**TASK ITEM:** What the task needs is every record repeated exactly, nothing more.

□ □ □ □ □ □ □

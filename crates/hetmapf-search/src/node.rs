//! High-level search nodes and the low-level constraint enumerator.
//!
//! Nodes live in an arena (`Vec<HNode>` indexed by [`HNodeId`]) owned by the
//! planner.  Parent pointers are re-assigned when the cost-relaxation sweep
//! finds a cheaper route to a node, so `parent` is a *hint*: step extraction
//! falls back to a BFS over the bidirectional `neighbors` edges whenever the
//! hint chain does not terminate at the current root.

use std::collections::{HashSet, VecDeque};

use hetmapf_core::{AgentId, HetConfig, PlanRng, VertexId};
use hetmapf_pibt::DistTable;
use hetmapf_scenario::Instance;

/// Arena index of a high-level node.
#[derive(Copy, Clone, PartialEq, Eq, Hash, Debug)]
pub struct HNodeId(pub u32);

impl HNodeId {
    #[inline]
    pub fn index(self) -> usize {
        self.0 as usize
    }
}

/// A partial constraint: the first `depth` agents of the owning node's
/// `order` have their next cells fixed.
#[derive(Clone, Debug, Default)]
pub struct ConstraintNode {
    pub depth: usize,
    pub who: Vec<AgentId>,
    pub targets: Vec<VertexId>,
}

impl ConstraintNode {
    fn child(&self, agent: AgentId, target: VertexId) -> Self {
        let mut who = self.who.clone();
        let mut targets = self.targets.clone();
        who.push(agent);
        targets.push(target);
        Self { depth: self.depth + 1, who, targets }
    }
}

/// A high-level search node: one joint configuration plus search metadata.
pub struct HNode {
    pub config: HetConfig,
    /// Quick-extraction hint; may be rewritten by cost relaxation.
    pub parent: Option<HNodeId>,
    /// Bidirectional search-graph edges (parent, children, rediscoveries).
    pub neighbors: Vec<HNodeId>,
    pub g: u64,
    pub h: u64,
    pub f: u64,
    /// PIBT-style dynamic priority per agent.
    pub priorities: Vec<f32>,
    /// Agents sorted by priority descending, ties broken by id.
    pub order: Vec<AgentId>,
    /// Pending partial constraints, expanded lazily FIFO.
    queue: VecDeque<ConstraintNode>,
}

impl HNode {
    pub fn new(
        config: HetConfig,
        ins: &Instance,
        dist: &DistTable,
        parent: Option<(&HNode, HNodeId)>,
        g: u64,
        h: u64,
    ) -> Self {
        let n = config.len();

        let priorities: Vec<f32> = match parent {
            None => (0..n)
                .map(|i| {
                    let agent = AgentId(i as u32);
                    let d = dist.get(agent, config.positions[i]);
                    let sp = ins.speed_period(agent);
                    (d * sp + config.kappas[i]) as f32 / 10_000.0
                })
                .collect(),
            Some((p, _)) => (0..n)
                .map(|i| {
                    let agent = AgentId(i as u32);
                    let away = dist.get(agent, config.positions[i]) != 0 || config.kappas[i] != 0;
                    if away {
                        p.priorities[i] + 1.0
                    } else {
                        p.priorities[i].fract()
                    }
                })
                .collect(),
        };

        let mut order: Vec<AgentId> = (0..n as u32).map(AgentId).collect();
        order.sort_by(|&a, &b| {
            priorities[b.index()]
                .partial_cmp(&priorities[a.index()])
                .unwrap_or(std::cmp::Ordering::Equal)
                .then(a.cmp(&b))
        });

        let mut queue = VecDeque::new();
        queue.push_back(ConstraintNode::default());

        Self {
            config,
            parent: parent.map(|(_, id)| id),
            neighbors: Vec::new(),
            g,
            h,
            f: g + h,
            priorities,
            order,
            queue,
        }
    }

    /// Number of partial constraints still pending.
    pub fn pending_constraints(&self) -> usize {
        self.queue.len()
    }

    /// Pop the next partial constraint and lazily enqueue its children,
    /// geometrically pruned: a child is only viable if the newly fixed
    /// agent's footprint avoids every cell already committed by the
    /// constraint — including the footprints of unconstrained speed-gated
    /// agents, which are guaranteed to stay put.
    ///
    /// Returns `None` once this node's constraint tree is exhausted.
    pub fn pop_constraint(&mut self, ins: &Instance, rng: &mut PlanRng) -> Option<ConstraintNode> {
        let constraint = self.queue.pop_front()?;
        let n = self.config.len();
        if constraint.depth >= n {
            return Some(constraint);
        }

        let i = self.order[constraint.depth];

        let mut occupied: HashSet<usize> = HashSet::new();
        let constrained: HashSet<AgentId> = constraint.who.iter().copied().collect();
        for (&who, &target) in constraint.who.iter().zip(&constraint.targets) {
            occupied.extend(ins.footprint(who, target));
        }
        for a in 0..n {
            let agent = AgentId(a as u32);
            if agent == i || constrained.contains(&agent) || self.config.kappas[a] == 0 {
                continue;
            }
            occupied.extend(ins.footprint(agent, self.config.positions[a]));
        }

        let cur = self.config.positions[i.index()];
        let free = |v: VertexId| ins.footprint(i, v).all(|bc| !occupied.contains(&bc));

        if self.config.kappas[i.index()] > 0 {
            // Mid-crossing: staying is the only legal move.
            if free(cur) {
                self.queue.push_back(constraint.child(i, cur));
            }
        } else {
            let mut cands: Vec<VertexId> = ins.fleet_graph(i).neighbors(cur).to_vec();
            cands.push(cur);
            rng.shuffle(&mut cands);
            for v in cands {
                if free(v) {
                    self.queue.push_back(constraint.child(i, v));
                }
            }
        }

        Some(constraint)
    }
}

□ □ □ □ □ □ □

**TASK ANSWER:**
filename crates/hetmapf-search/src/node.rs
//! High-level search nodes and the low-level constraint enumerator.
//!
//! Nodes live in an arena (`Vec<HNode>` indexed by [`HNodeId`]) owned by the
//! planner.  Parent pointers are re-assigned when the cost-relaxation sweep
//! finds a cheaper route to a node, so `parent` is a *hint*: step extraction
//! falls back to a BFS over the bidirectional `neighbors` edges whenever the
//! hint chain does not terminate at the current root.

use std::collections::{HashSet, VecDeque};

use hetmapf_core::{AgentId, HetConfig, PlanRng, VertexId};
use hetmapf_pibt::DistTable;
use hetmapf_scenario::Instance;

/// Arena index of a high-level node.
#[derive(Copy, Clone, PartialEq, Eq, Hash, Debug)]
pub struct HNodeId(pub u32);

impl HNodeId {
    #[inline]
    pub fn index(self) -> usize {
        self.0 as usize
    }
}

/// A partial constraint: the first `depth` agents of the owning node's
/// `order` have their next cells fixed.
#[derive(Clone, Debug, Default)]
pub struct ConstraintNode {
    pub depth: usize,
    pub who: Vec<AgentId>,
    pub targets: Vec<VertexId>,
}

impl ConstraintNode {
    fn child(&self, agent: AgentId, target: VertexId) -> Self {
        let mut who = self.who.clone();
        let mut targets = self.targets.clone();
        who.push(agent);
        targets.push(target);
        Self { depth: self.depth + 1, who, targets }
    }
}

/// A high-level search node: one joint configuration plus search metadata.
pub struct HNode {
    pub config: HetConfig,
    /// Quick-extraction hint; may be rewritten by cost relaxation.
    pub parent: Option<HNodeId>,
    /// Bidirectional search-graph edges (parent, children, rediscoveries).
    pub neighbors: Vec<HNodeId>,
    pub g: u64,
    pub h: u64,
    pub f: u64,
    /// PIBT-style dynamic priority per agent.
    pub priorities: Vec<f32>,
    /// Agents sorted by priority descending, ties broken by id.
    pub order: Vec<AgentId>,
    /// Pending partial constraints, expanded lazily FIFO.
    queue: VecDeque<ConstraintNode>,
}

impl HNode {
    pub fn new(
        config: HetConfig,
        ins: &Instance,
        dist: &DistTable,
        parent: Option<(&HNode, HNodeId)>,
        g: u64,
        h: u64,
    ) -> Self {
        let n = config.len();

        let priorities: Vec<f32> = match parent {
            None => (0..n)
                .map(|i| {
                    let agent = AgentId(i as u32);
                    let d = dist.get(agent, config.positions[i]);
                    let sp = ins.speed_period(agent);
                    (d * sp + config.kappas[i]) as f32 / 10_000.0
                })
                .collect(),
            Some((p, _)) => (0..n)
                .map(|i| {
                    let agent = AgentId(i as u32);
                    let away = dist.get(agent, config.positions[i]) != 0 || config.kappas[i] != 0;
                    if away {
                        p.priorities[i] + 1.0
                    } else {
                        p.priorities[i].fract()
                    }
                })
                .collect(),
        };

        let mut order: Vec<AgentId> = (0..n as u32).map(AgentId).collect();
        order.sort_by(|&a, &b| {
            priorities[b.index()]
                .partial_cmp(&priorities[a.index()])
                .unwrap_or(std::cmp::Ordering::Equal)
                .then(a.cmp(&b))
        });

        let mut queue = VecDeque::new();
        queue.push_back(ConstraintNode::default());

        Self {
            config,
            parent: parent.map(|(_, id)| id),
            neighbors: Vec::new(),
            g,
            h,
            f: g + h,
            priorities,
            order,
            queue,
        }
    }

    /// Number of partial constraints still pending.
    pub fn pending_constraints(&self) -> usize {
        self.queue.len()
    }

    /// Pop the next partial constraint and lazily enqueue its children,
    /// geometrically pruned: a child is only viable if the newly fixed
    /// agent's footprint avoids every cell already committed by the
    /// constraint — including the footprints of unconstrained speed-gated
    /// agents, which are guaranteed to stay put.
    ///
    /// Returns `None` once this node's constraint tree is exhausted.
    pub fn pop_constraint(&mut self, ins: &Instance, rng: &mut PlanRng) -> Option<ConstraintNode> {
        let constraint = self.queue.pop_front()?;
        let n = self.config.len();
        if constraint.depth >= n {
            return Some(constraint);
        }

        let i = self.order[constraint.depth];

        let mut occupied: HashSet<usize> = HashSet::new();
        let constrained: HashSet<AgentId> = constraint.who.iter().copied().collect();
        for (&who, &target) in constraint.who.iter().zip(&constraint.targets) {
            occupied.extend(ins.footprint(who, target));
        }
        for a in 0..n {
            let agent = AgentId(a as u32);
            if agent == i || constrained.contains(&agent) || self.config.kappas[a] == 0 {
                continue;
            }
            occupied.extend(ins.footprint(agent, self.config.positions[a]));
        }

        let cur = self.config.positions[i.index()];
        let free = |v: VertexId| ins.footprint(i, v).all(|bc| !occupied.contains(&bc));

        if self.config.kappas[i.index()] > 0 {
            // Mid-crossing: staying is the only legal move.
            if free(cur) {
                self.queue.push_back(constraint.child(i, cur));
            }
        } else {
            let mut cands: Vec<VertexId> = ins.fleet_graph(i).neighbors(cur).to_vec();
            cands.push(cur);
            rng.shuffle(&mut cands);
            for v in cands {
                if free(v) {
                    self.queue.push_back(constraint.child(i, v));
                }
            }
        }

        Some(constraint)
    }
}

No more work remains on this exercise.